(DATASET RECORDS)
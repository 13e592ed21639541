//! MuPDF page rasterizer
//!
//! MuPDF's `fz_context` is not thread-safe, so every render opens a fresh
//! document from the serialized bytes on the calling (blocking) thread.

use std::io::Cursor;

use ::mupdf::{Colorspace, Document, Matrix, Pixmap};

use crate::document::{clamp_scale, EditError, PageRasterizer, Result};

#[derive(Debug, Default, Clone, Copy)]
pub struct MupdfRasterizer;

impl PageRasterizer for MupdfRasterizer {
    fn name(&self) -> &'static str {
        "mupdf"
    }

    fn render_png(&self, pdf: &[u8], page: usize, scale: f32) -> Result<Vec<u8>> {
        let doc = Document::from_bytes(pdf, "application/pdf")?;
        let count = doc.page_count()?.max(0) as usize;
        if page >= count {
            return Err(EditError::PageOutOfRange { page, count });
        }
        let page = doc.load_page(page as i32)?;

        let scale = clamp_scale(scale);
        let matrix = Matrix::new_scale(scale, scale);

        // Opaque white background; edited pages are composited by the client.
        let colorspace = Colorspace::device_rgb();
        let pixmap = page.to_pixmap(&matrix, &colorspace, false, true)?;

        encode_png(&pixmap)
    }
}

/// Encode a pixmap of any component count as RGBA PNG
fn encode_png(pixmap: &Pixmap) -> Result<Vec<u8>> {
    let width = pixmap.width() as u32;
    let height = pixmap.height() as u32;
    let samples = pixmap.samples();
    let n = pixmap.n() as usize;

    let mut rgba = Vec::with_capacity(width as usize * height as usize * 4);
    for y in 0..height as usize {
        for x in 0..width as usize {
            let offset = (y * width as usize + x) * n;
            let r = samples.get(offset).copied().unwrap_or(0);
            let (g, b) = if n >= 3 {
                (
                    samples.get(offset + 1).copied().unwrap_or(0),
                    samples.get(offset + 2).copied().unwrap_or(0),
                )
            } else {
                (r, r)
            };
            let a = if n == 4 || n == 2 {
                samples.get(offset + n - 1).copied().unwrap_or(255)
            } else {
                255
            };
            rgba.extend_from_slice(&[r, g, b, a]);
        }
    }

    let img = image::RgbaImage::from_raw(width, height, rgba)
        .ok_or_else(|| EditError::Render("Failed to create image buffer".to_string()))?;

    let mut output = Vec::new();
    image::DynamicImage::ImageRgba8(img)
        .write_to(&mut Cursor::new(&mut output), image::ImageFormat::Png)
        .map_err(|e| EditError::Render(e.to_string()))?;
    Ok(output)
}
(End DATASET RECORDS)
- [WORK INSTRUCTIONS]: Take the entries above and copy them exactly from the first line through the line with "#[derive(Debug, Default, Clone, Copy)]"; leave out every line after it.

- [WRITTEN ANSWER]:
repository 13e592ed21639541
//! MuPDF page rasterizer
//!
//! MuPDF's `fz_context` is not thread-safe, so every render opens a fresh
//! document from the serialized bytes on the calling (blocking) thread.

use std::io::Cursor;

use ::mupdf::{Colorspace, Document, Matrix, Pixmap};

use crate::document::{clamp_scale, EditError, PageRasterizer, Result};

#[derive(Debug, Default, Clone, Copy)]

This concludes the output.